Data items
+++
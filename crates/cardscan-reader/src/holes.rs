//! Hole detection with adaptive drift correction.
//!
//! Cells are visited in reading order: column 1..80, and within a column
//! row 1..12 of the geometry model. Each cell searches a few pixels around
//! its predicted centre for the darkest box. Confirmed holes pull the
//! prediction for every later cell a little towards where they were found.

use crate::geometry::CardGeometry;
use crate::params::HoleScanParams;
use cardscan_core::{DebugOverlay, IntegralImage};
use cardscan_hollerith::{pack_column, unpack_column, COLUMNS, ROWS};
use nalgebra::Vector2;
use serde::{Deserialize, Serialize};

#[cfg(feature = "tracing")]
use tracing::instrument;

/// Which face of the card the image shows.
///
/// A back-face scan sees the rows mirrored, so geometry row `k` is physical
/// row `13 - k`.
#[derive(Clone, Copy, Debug, Default, PartialEq, Eq, Hash, Serialize, Deserialize)]
#[serde(rename_all = "lowercase")]
pub enum ReadingOrder {
    #[default]
    Front,
    Back,
}

impl ReadingOrder {
    /// Physical row (1-based) for a 1-based geometry row.
    #[inline]
    pub fn physical_row(self, geometry_row: usize) -> usize {
        match self {
            ReadingOrder::Front => geometry_row,
            ReadingOrder::Back => ROWS + 1 - geometry_row,
        }
    }

    pub fn label(self) -> &'static str {
        match self {
            ReadingOrder::Front => "front",
            ReadingOrder::Back => "back",
        }
    }
}

/// 80 x 12 punch pattern in physical order.
#[derive(Clone, Debug, PartialEq, Eq, Serialize, Deserialize)]
pub struct HoleGrid {
    columns: Vec<[bool; ROWS]>,
}

impl HoleGrid {
    pub fn blank() -> Self {
        Self {
            columns: vec![[false; ROWS]; COLUMNS],
        }
    }

    /// `None` unless exactly 80 columns are given.
    pub fn from_columns(columns: Vec<[bool; ROWS]>) -> Option<Self> {
        (columns.len() == COLUMNS).then_some(Self { columns })
    }

    /// Grid from 12-bit column patterns; `None` unless exactly 80 are given.
    pub fn from_values(values: &[u16]) -> Option<Self> {
        Self::from_columns(values.iter().map(|&v| unpack_column(v)).collect())
    }

    /// Whether 1-based `(column, row)` is punched; `false` outside the card.
    pub fn is_punched(&self, column: usize, row: usize) -> bool {
        if row == 0 || row > ROWS || column == 0 {
            return false;
        }
        self.columns
            .get(column - 1)
            .is_some_and(|holes| holes[row - 1])
    }

    pub fn columns(&self) -> &[[bool; ROWS]] {
        &self.columns
    }

    /// One 12-bit pattern per column, row 1 as the most significant bit.
    pub fn column_values(&self) -> Vec<u16> {
        self.columns.iter().map(pack_column).collect()
    }

    pub fn punched(&self) -> usize {
        self.columns.iter().flatten().filter(|&&h| h).count()
    }

    /// Twelve 80-character lines, `#` for a hole and `-` otherwise.
    pub fn rows_ascii(&self) -> Vec<String> {
        (0..ROWS)
            .map(|row| {
                self.columns
                    .iter()
                    .map(|holes| if holes[row] { '#' } else { '-' })
                    .collect()
            })
            .collect()
    }
}

/// Running correction added to every predicted hole centre.
#[derive(Clone, Copy, Debug, Default, PartialEq, Serialize, Deserialize)]
pub struct Drift {
    pub offset: Vector2<f64>,
}

impl Drift {
    /// Move towards a found hole's search offset, then clamp the magnitude.
    pub fn nudge(&mut self, found: Vector2<i32>, rate: f64, max: Option<f64>) {
        self.offset += found.cast::<f64>() * rate;
        if let Some(max) = max {
            let norm = self.offset.norm();
            if norm > max {
                self.offset *= max / norm;
            }
        }
    }

    #[inline]
    pub fn magnitude(&self) -> f64 {
        self.offset.norm()
    }
}

/// Outcome of probing one predicted hole centre.
#[derive(Clone, Copy, Debug, PartialEq, Eq)]
pub struct Probe {
    /// Search offset with the darkest box.
    pub offset: Vector2<i32>,
    /// Summed intensity of that box.
    pub weight: u64,
    pub punched: bool,
}

/// Result of scanning all 960 cells of one card.
#[derive(Clone, Debug, PartialEq)]
pub struct HoleScan {
    pub grid: HoleGrid,
    pub drift: Drift,
    /// Number of holes found.
    pub punched: usize,
    /// Largest drift magnitude seen during the scan.
    pub peak_drift: f64,
}

/// Classifies cells of one image.
pub struct HoleScanner<'a> {
    integral: &'a IntegralImage,
    params: &'a HoleScanParams,
    threshold: u64,
}

impl<'a> HoleScanner<'a> {
    pub fn new(integral: &'a IntegralImage, params: &'a HoleScanParams) -> Self {
        let threshold = params.box_threshold(integral.channels());
        Self {
            integral,
            params,
            threshold,
        }
    }

    /// Summed-intensity threshold; boxes strictly below it are holes.
    #[inline]
    pub fn threshold(&self) -> u64 {
        self.threshold
    }

    /// Search around `(x, y)` for the darkest hole box.
    ///
    /// Offsets are tried column by column (`dx` outer, `dy` inner); the first
    /// minimum wins ties.
    pub fn probe(&self, x: i32, y: i32) -> Probe {
        let p = self.params;
        let mut best = Probe {
            offset: Vector2::zeros(),
            weight: u64::MAX,
            punched: false,
        };
        for dx in -p.search_x..=p.search_x {
            for dy in -p.search_y..=p.search_y {
                let weight = self.integral.box_sum(
                    x.saturating_add(dx),
                    y.saturating_add(dy),
                    p.half_x,
                    p.half_y,
                );
                if weight < best.weight {
                    best.weight = weight;
                    best.offset = Vector2::new(dx, dy);
                }
            }
        }
        best.punched = best.weight < self.threshold;
        best
    }

    /// Classify every cell of the card.
    #[cfg_attr(
        feature = "tracing",
        instrument(level = "info", skip(self, geometry, overlay))
    )]
    pub fn scan(
        &self,
        geometry: &CardGeometry,
        order: ReadingOrder,
        mut overlay: Option<&mut DebugOverlay>,
    ) -> HoleScan {
        let p = self.params;
        let mut drift = Drift::default();
        let mut peak_drift = 0.0f64;
        let mut columns = Vec::with_capacity(COLUMNS);

        for column in 1..=COLUMNS {
            let mut holes = [false; ROWS];
            for row in 1..=ROWS {
                let ideal = geometry.hole_position(column, row) + drift.offset;
                let x = ideal.x as i32;
                let y = ideal.y as i32;
                let probe = self.probe(x, y);
                holes[order.physical_row(row) - 1] = probe.punched;

                if probe.punched {
                    drift.nudge(probe.offset, p.fine_tune, p.max_drift);
                    peak_drift = peak_drift.max(drift.magnitude());
                    if let Some(overlay) = overlay.as_deref_mut() {
                        let c = Vector2::new(x, y) + probe.offset;
                        overlay.outline(c.x, c.y, p.half_x, p.half_y, u8::MAX);
                    }
                } else if let Some(overlay) = overlay.as_deref_mut() {
                    overlay.dim_box(x, y, p.half_x, p.half_y);
                }
            }
            columns.push(holes);
        }

        let grid = HoleGrid { columns };
        let punched = grid.punched();
        log::debug!(
            "{} holes on {} face, final drift ({:.3}, {:.3})",
            punched,
            order.label(),
            drift.offset.x,
            drift.offset.y
        );

        HoleScan {
            grid,
            drift,
            punched,
            peak_drift,
        }
    }
}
+++
- [To do]:
Every line above carrying the word "Deserialize" needs to be shown.

- [Solution to the problem]:
use serde::{Deserialize, Serialize};
#[derive(Clone, Copy, Debug, Default, PartialEq, Eq, Hash, Serialize, Deserialize)]
#[derive(Clone, Debug, PartialEq, Eq, Serialize, Deserialize)]
#[derive(Clone, Copy, Debug, Default, PartialEq, Serialize, Deserialize)]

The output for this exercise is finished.